Однако эта книга категорически против нигилистической точки зрения, согласно которой объективной истины не существует. Скорее, она утверждает, что убеждение в наличии объективной истины – и приверженность ее достижению – представляет собой первое необходимое условие для создания качественного предсказания. Следующее, что должен признать любой прогнозист, – это тот факт, что его картина мира неидеальна.
Предсказание важно, поскольку оно позволяет соединить субъективную и объективную реальности. Эту точку зрения разделял философ науки Карл Поппер{45}. Для него гипотеза не считалась научной, когда ее нельзя было сфальсифицировать – иными словами, когда ее можно было протестировать в реальном мире путем прогнозирования.
В то же время мы должны понять, что далеко не все наши идеи могут или даже должны подвергнуться проверке. В экономике гораздо проще протестировать прогноз уровня безработицы, чем делать заявления об эффективности расходов на стимулирование бизнеса. В политических науках мы можем тестировать модели, использующиеся для предсказания исхода выборов, но, допустим, верификация теории о том, как могут повлиять изменения в политических учреждениях на общую политику, может занять десятилетия.
Я не хочу идти так же далеко, как Поппер, и утверждать, что эти теории – ненаучны или что в них отсутствует какая-либо ценность. Однако тот факт, что лишь немногие из теорий, которые мы можем проверить, показывают довольно плохие результаты, должен приводить нас к мысли о том, что многие из идей, которые мы не тестировали, могут также оказаться неверными. Вне всякого сомнения, мы живем с иллюзиями, которых даже не понимаем.
Однако нам есть куда двигаться. Возможное решение покоится не на довольно сырых политических идеях – особенно с учетом того, что я рассматриваю нашу нынешнюю политическую систему как значительную часть проблемы. Скорее, решение требует изменения нашего отношения.
Это новое отношение воплощается в так называемой теореме Байеса, о которой я расскажу в главе 8. Эта теорема, по сути, выглядит как математическая формула, но в реальности она представляет собой нечто гораздо более масштабное. Она предполагает, что мы должны думать о своих идеях (и том, как их проверять) иначе. Мы должны почувствовать себя более комфортно в условиях вероятности и неопределенности. Мы должны тщательнее размышлять о предположениях и убеждениях, с которыми связана проблема.
Данная книга делится примерно на две половины. Первые семь глав посвящены диагностике проблемы предсказания, а последние шесть – изучению и применению теоремы Байеса.
Каждая глава ориентирована на освещение конкретного вопроса и описывает его с определенной степенью глубины.

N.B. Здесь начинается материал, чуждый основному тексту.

use crate::model::frame::Frame;
use crate::split::split_throw_indexes;
use core::fmt;
use serde::{Serialize, Serializer};

#[derive(Debug, Clone, Copy, PartialEq, Eq)]
pub enum ThrowMark {
    Strike,
    Spare,
    Foul,
    Miss,
    Pins(u8),
}

impl fmt::Display for ThrowMark {
    fn fmt(&self, f: &mut fmt::Formatter<'_>) -> fmt::Result {
        match self {
            ThrowMark::Strike => f.write_str("X"),
            ThrowMark::Spare => f.write_str("/"),
            ThrowMark::Foul => f.write_str("F"),
            ThrowMark::Miss => f.write_str("-"),
            ThrowMark::Pins(count) => write!(f, "{count}"),
        }
    }
}

impl Serialize for ThrowMark {
    fn serialize<S: Serializer>(&self, serializer: S) -> Result<S::Ok, S::Error> {
        serializer.collect_str(self)
    }
}

/// Score-sheet view of one frame.
#[derive(Debug, Clone, PartialEq, Eq, Serialize)]
pub struct FrameSymbols {
    pub marks: Vec<ThrowMark>,
    pub split_indexes: Vec<usize>,
}

impl fmt::Display for FrameSymbols {
    fn fmt(&self, f: &mut fmt::Formatter<'_>) -> fmt::Result {
        for mark in &self.marks {
            write!(f, "{mark}")?;
        }
        Ok(())
    }
}

pub fn throw_mark(frame: &Frame, index: usize) -> Option<ThrowMark> {
    let throw = frame.throw(index)?;
    if throw.is_foul() {
        return Some(ThrowMark::Foul);
    }
    let standing = frame.standing_before(index);
    let pins = throw.pin_count();
    let mark = if pins == 0 {
        ThrowMark::Miss
    } else if pins == standing.len() && frame.is_fresh_rack(index) {
        ThrowMark::Strike
    } else if pins == standing.len() {
        ThrowMark::Spare
    } else {
        ThrowMark::Pins(pins)
    };
    Some(mark)
}

pub fn frame_symbols(frame: &Frame) -> FrameSymbols {
    FrameSymbols {
        marks: (0..frame.throws().len())
            .filter_map(|index| throw_mark(frame, index))
            .collect(),
        split_indexes: split_throw_indexes(frame),
    }
}
//! Split classification for first-ball leaves.
//!
//! A leave is a split when the head pin is down and the standing pins fall
//! apart into separate clusters. Two standing pins belong together when one
//! stands diagonally right behind the other, or directly behind it two rows
//! back with no pin spot between them (2-8, 3-9).

use crate::model::frame::Frame;
use crate::model::pin::{Pin, PinSet};

/// Whether the pins left after `throw_index` form a split.
///
/// Only a ball thrown at a full rack can leave a split, so second balls in
/// frames 1-9 and shots at a partial rack in the tenth never qualify.
pub fn is_split_leave(frame: &Frame, throw_index: usize) -> bool {
    if !frame.is_fresh_rack(throw_index) {
        return false;
    }
    match frame.standing_after(throw_index) {
        Some(leave) => is_split(leave),
        None => false,
    }
}

/// Throw indexes in `frame` whose leave is a split.
pub fn split_throw_indexes(frame: &Frame) -> Vec<usize> {
    (0..frame.throws().len())
        .filter(|index| is_split_leave(frame, *index))
        .collect()
}

/// Classifies a set of standing pins.
pub fn is_split(leave: PinSet) -> bool {
    if leave.is_empty() || leave.contains(Pin::HEAD) {
        return false;
    }
    cluster_count(leave) > 1
}

fn connected(a: Pin, b: Pin) -> bool {
    let linked = |back: Pin, front: Pin| {
        back.forward_neighbors().contains(front) || back.sleeper_front() == Some(front)
    };
    linked(a, b) || linked(b, a)
}

fn cluster_count(leave: PinSet) -> usize {
    let mut unvisited = leave;
    let mut clusters = 0;
    while let Some(seed) = unvisited.iter().next() {
        clusters += 1;
        let mut frontier = vec![seed];
        unvisited.remove(seed);
        while let Some(pin) = frontier.pop() {
            for other in unvisited.iter() {
                if connected(pin, other) {
                    unvisited.remove(other);
                    frontier.push(other);
                }
            }
        }
    }
    clusters
}
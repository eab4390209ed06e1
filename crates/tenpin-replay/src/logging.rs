use std::fs::{self, File};
use std::path::PathBuf;

use anyhow::{Context, Result};
use tracing::Level;
use tracing_appender::non_blocking::{self, WorkerGuard};
use tracing_subscriber::fmt::format::FmtSpan;
use tracing_subscriber::{EnvFilter, fmt};

use crate::config::{LoggingConfig, ResolvedOutputs};

pub const TELEMETRY_FILE: &str = "telemetry.jsonl";

pub struct LoggingGuard {
    _guard: WorkerGuard,
    pub telemetry_path: PathBuf,
}

/// Installs the JSON telemetry subscriber when structured logging is enabled.
///
/// Events land in `telemetry.jsonl` next to the summary. `RUST_LOG` takes
/// precedence over the configured level.
pub fn init_logging(
    logging: &LoggingConfig,
    outputs: &ResolvedOutputs,
) -> Result<Option<LoggingGuard>> {
    if !logging.enable_structured {
        return Ok(None);
    }

    let telemetry_dir = outputs.report_dir();
    fs::create_dir_all(&telemetry_dir).with_context(|| {
        format!(
            "creating telemetry directory at {}",
            telemetry_dir.display()
        )
    })?;

    let telemetry_path = telemetry_dir.join(TELEMETRY_FILE);
    let file = File::create(&telemetry_path)
        .with_context(|| format!("creating telemetry file at {}", telemetry_path.display()))?;

    let (writer, guard) = non_blocking::NonBlockingBuilder::default()
        .lossy(false)
        .finish(file);

    let level = logging.level().unwrap_or(Level::INFO);
    let filter =
        EnvFilter::try_from_default_env().unwrap_or_else(|_| EnvFilter::new(level.as_str()));

    let subscriber = fmt::Subscriber::builder()
        .with_env_filter(filter)
        .json()
        .with_current_span(false)
        .with_span_events(FmtSpan::NONE)
        .with_writer(writer)
        .finish();

    // A global subscriber may already be installed when running under tests.
    let _ = tracing::subscriber::set_global_default(subscriber);

    Ok(Some(LoggingGuard {
        _guard: guard,
        telemetry_path,
    }))
}
pub mod analytics;
pub mod config;
pub mod logging;
pub mod runner;
pub mod script;
pub mod simulate;
pub mod store;
pub mod telemetry;
use crate::model::game::{Game, GameError};
use serde::{Deserialize, Serialize};
use std::fmt;

pub const SNAPSHOT_VERSION: u32 = 1;

/// Versioned JSON envelope around a single game.
#[derive(Debug, Clone, Serialize, Deserialize, PartialEq)]
pub struct GameSnapshot {
    pub version: u32,
    pub game: Game,
}

#[derive(Debug)]
pub enum SnapshotError {
    Json(serde_json::Error),
    UnsupportedVersion(u32),
    Invalid(GameError),
}

impl fmt::Display for SnapshotError {
    fn fmt(&self, f: &mut fmt::Formatter<'_>) -> fmt::Result {
        match self {
            SnapshotError::Json(err) => write!(f, "snapshot is not valid JSON: {err}"),
            SnapshotError::UnsupportedVersion(version) => {
                write!(f, "snapshot version {version} is not supported")
            }
            SnapshotError::Invalid(err) => write!(f, "snapshot holds an invalid game: {err}"),
        }
    }
}

impl std::error::Error for SnapshotError {
    fn source(&self) -> Option<&(dyn std::error::Error + 'static)> {
        match self {
            SnapshotError::Json(err) => Some(err),
            SnapshotError::Invalid(err) => Some(err),
            SnapshotError::UnsupportedVersion(_) => None,
        }
    }
}

impl From<serde_json::Error> for SnapshotError {
    fn from(err: serde_json::Error) -> Self {
        SnapshotError::Json(err)
    }
}

impl GameSnapshot {
    pub fn capture(game: &Game) -> Self {
        GameSnapshot {
            version: SNAPSHOT_VERSION,
            game: game.clone(),
        }
    }

    pub fn restore(self) -> Result<Game, SnapshotError> {
        if self.version != SNAPSHOT_VERSION {
            return Err(SnapshotError::UnsupportedVersion(self.version));
        }
        self.game.validate().map_err(SnapshotError::Invalid)?;
        Ok(self.game)
    }

    pub fn to_json(game: &Game) -> serde_json::Result<String> {
        serde_json::to_string_pretty(&Self::capture(game))
    }

    pub fn from_json(json: &str) -> Result<Game, SnapshotError> {
        let snapshot: GameSnapshot = serde_json::from_str(json)?;
        snapshot.restore()
    }
}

Не буду отрицать, что эта книга достаточно детальна – отчасти потому, что в деталях часто кроется дьявол, а отчасти из-за моей убежденности в том, что достаточная степень погружения в предмет позволит понять его несоизмеримо лучше, чем короткое резюме.
Выбранная мной тематика связана с наличием обширной общедоступной информации. Известны примеры того, как прогнозисты создавали предсказания, основанные на закрытой информации (например, в случаях, когда компании используют данные о своих покупателях для прогнозирования спроса на новый продукт). Я же предпочитаю рассказывать о тех объектах, в отношении которых можно не верить мне на слово, а самостоятельно проверить результаты.